So far it’s been an amazing resource to find out exactly what’s going on with President Obama’s administration. It’s also great to see his speeches posted so we know exactly what he said.
Today’s post focused on education:
In the opening of his speech today at the Hispanic Chamber of Commerce, the President met critics head on who complain of too much change, too fast:Again President Obama has hit the nail on the head. The sad reality is we simply don’t compare to other countries in regard to education.
“Every so often, throughout our history, a generation of Americans bears the responsibility of seeing this country through difficult times and protecting the dream of its founding for posterity. This is a responsibility that has fallen to our generation. Meeting it will require steering our nation’s economy through a crisis unlike any we have seen in our time. In the short-term, that means jumpstarting job creation, re-starting lending, and restoring confidence in our markets and our financial system. But it also means taking steps that not only advance our recovery, but lay the foundation for lasting, shared prosperity.
I know there are some who believe we can only handle one challenge at a time. They forget that Lincoln helped lay down the transcontinental railroad, passed the Homestead Act, and created the National Academy of Sciences in the midst of Civil War. Likewise, President Roosevelt didn’t have the luxury of choosing between ending a depression and fighting a war. President Kennedy didn’t have the luxury of choosing between civil rights and sending us to the moon. And we don’t have the luxury of choosing between getting our economy moving now and rebuilding it over the long term.”
I have friends who graduated high school and yet can’t name the two bodies that make up congress. That's frightening to me.

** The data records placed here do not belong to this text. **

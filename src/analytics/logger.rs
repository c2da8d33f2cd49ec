use std::fs::{self, OpenOptions, create_dir_all};
use std::io::{BufRead, BufReader, Write};
use std::path::PathBuf;

use anyhow::Result;
use chrono::Utc;
use serde::{Deserialize, Serialize};

use crate::api::{AnalyzeResponse, OptimizeResponse};
use crate::metrics;

// ---------------------------------------------------------------------------
// Submission log entry (JSONL history)
// ---------------------------------------------------------------------------

/// A single entry in the submission history (`~/.greenprompt/history.jsonl`).
///
/// One line per settled submission. The live session totals stay in memory;
/// the history additionally persists per-submission records across runs for
/// the `stats` subcommand.
#[derive(Debug, Clone, Serialize, Deserialize)]
pub struct SubmissionLogEntry {
    pub timestamp: String,
    pub original_tokens: u64,
    pub optimized_tokens: u64,
    /// Negative when the optimized prompt grew.
    pub tokens_saved: i64,
    pub energy_saved_watts: f64,
    pub similarity_cosine: f64,
    pub similarity_gpt: f64,
    /// Whether the optimize phase was served from the backend cache.
    #[serde(default)]
    pub cached: bool,
}

// ---------------------------------------------------------------------------
// Logging
// ---------------------------------------------------------------------------

/// Record a settled submission.
///
/// Best-effort — failures are silently ignored so a full disk or a missing
/// home directory never breaks the session.
pub fn log_submission(optimization: &OptimizeResponse, analysis: &AnalyzeResponse) {
    let entry = SubmissionLogEntry {
        timestamp: Utc::now().to_rfc3339(),
        original_tokens: analysis.original_tokens,
        optimized_tokens: analysis.optimized_tokens,
        tokens_saved: metrics::tokens_saved(analysis),
        energy_saved_watts: analysis.energy_saved_watts,
        similarity_cosine: analysis.similarity_score_cosine,
        similarity_gpt: analysis.similarity_score_gpt,
        cached: optimization.is_cached,
    };

    let _ = append_entry(&entry);
}

// ---------------------------------------------------------------------------
// Reading log entries
// ---------------------------------------------------------------------------

/// Read all history entries.
///
/// Silently skips malformed lines. Returns an empty vec if the file does not
/// exist or cannot be read.
pub fn read_all_entries() -> Vec<SubmissionLogEntry> {
    let Some(path) = history_log_path() else {
        return Vec::new();
    };

    let Ok(file) = fs::File::open(path) else {
        return Vec::new();
    };

    let reader = BufReader::new(file);
    reader
        .lines()
        .map_while(Result::ok)
        .filter_map(|line| serde_json::from_str::<SubmissionLogEntry>(&line).ok())
        .collect()
}

/// Read history entries filtered to a time window (last N days).
///
/// If `days` is `None`, returns all entries.
pub fn read_entries_since_days(days: Option<u32>) -> Vec<SubmissionLogEntry> {
    let entries = read_all_entries();

    let Some(days) = days else {
        return entries;
    };

    let cutoff = Utc::now() - chrono::Duration::days(i64::from(days));
    let cutoff_str = cutoff.to_rfc3339();

    entries
        .into_iter()
        .filter(|e| e.timestamp >= cutoff_str)
        .collect()
}

// ---------------------------------------------------------------------------
// File I/O
// ---------------------------------------------------------------------------

fn append_entry(entry: &SubmissionLogEntry) -> Result<()> {
    let Some(path) = history_log_path() else {
        return Ok(());
    };

    if let Some(parent) = path.parent() {
        create_dir_all(parent)?;
    }

    let mut file = OpenOptions::new().create(true).append(true).open(path)?;
    let json = serde_json::to_string(entry)?;
    writeln!(file, "{json}")?;

    Ok(())
}

/// Return the path to the history log file.
pub fn history_log_path() -> Option<PathBuf> {
    dirs::home_dir().map(|home| home.join(".greenprompt").join("history.jsonl"))
}

// ---------------------------------------------------------------------------
// Tests
// ---------------------------------------------------------------------------

#[cfg(test)]
mod tests {
    use super::*;

    #[test]
    fn entry_round_trips_through_json() {
        let entry = SubmissionLogEntry {
            timestamp: "2026-08-06T12:00:00+00:00".to_string(),
            original_tokens: 120,
            optimized_tokens: 45,
            tokens_saved: 75,
            energy_saved_watts: 0.002,
            similarity_cosine: 0.93,
            similarity_gpt: 0.97,
            cached: true,
        };

        let json = serde_json::to_string(&entry).unwrap();
        let back: SubmissionLogEntry = serde_json::from_str(&json).unwrap();
        assert_eq!(back.tokens_saved, 75);
        assert_eq!(back.original_tokens, 120);
        assert!(back.cached);
    }

    #[test]
    fn cached_defaults_to_false_for_old_entries() {
        let json = r#"{
            "timestamp": "2026-01-01T00:00:00+00:00",
            "original_tokens": 10,
            "optimized_tokens": 8,
            "tokens_saved": 2,
            "energy_saved_watts": 0.0001,
            "similarity_cosine": 0.9,
            "similarity_gpt": 0.9
        }"#;
        let entry: SubmissionLogEntry = serde_json::from_str(json).unwrap();
        assert!(!entry.cached);
    }
}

He proposed four pillars of reform:
1) "Investing in early childhood initiatives" like Head Start;
2) "Encouraging better standards and assessments" by focusing on testing itineraries that better fit our kids and the world they live in;
3) "Recruiting, preparing, and rewarding outstanding teachers" by giving incentives for a new generation of teachers and for new levels of excellence from all of our teachers.
4) "Promoting innovation and excellence in America’s schools" by supporting charter schools, reforming the school calendar and the structure of the school day.
And for students themselves, the President had a message for them as well:
“Of course, no matter how innovative our schools or how effective our teachers, America cannot succeed unless our students take responsibility for their own education. That means showing up for school on time, paying attention in class, seeking out extra tutoring if it’s needed, and staying out of trouble. And to any student who’s watching, I say this: don’t even think about dropping out of school. As I said a couple of weeks ago, dropping out is quitting on yourself, it’s quitting on your country, and it is not an option – not anymore. Not when our high school dropout rate has tripled in the past thirty years. Not when high school dropouts earn about half as much as college graduates. And not when Latino students are dropping out faster than just about anyone else. It is time for all of us, no matter what our backgrounds, to come together and solve this epidemic.”
The entire speech is amazing I definitely recommend it, but its' super long so I'm not gonna post it here.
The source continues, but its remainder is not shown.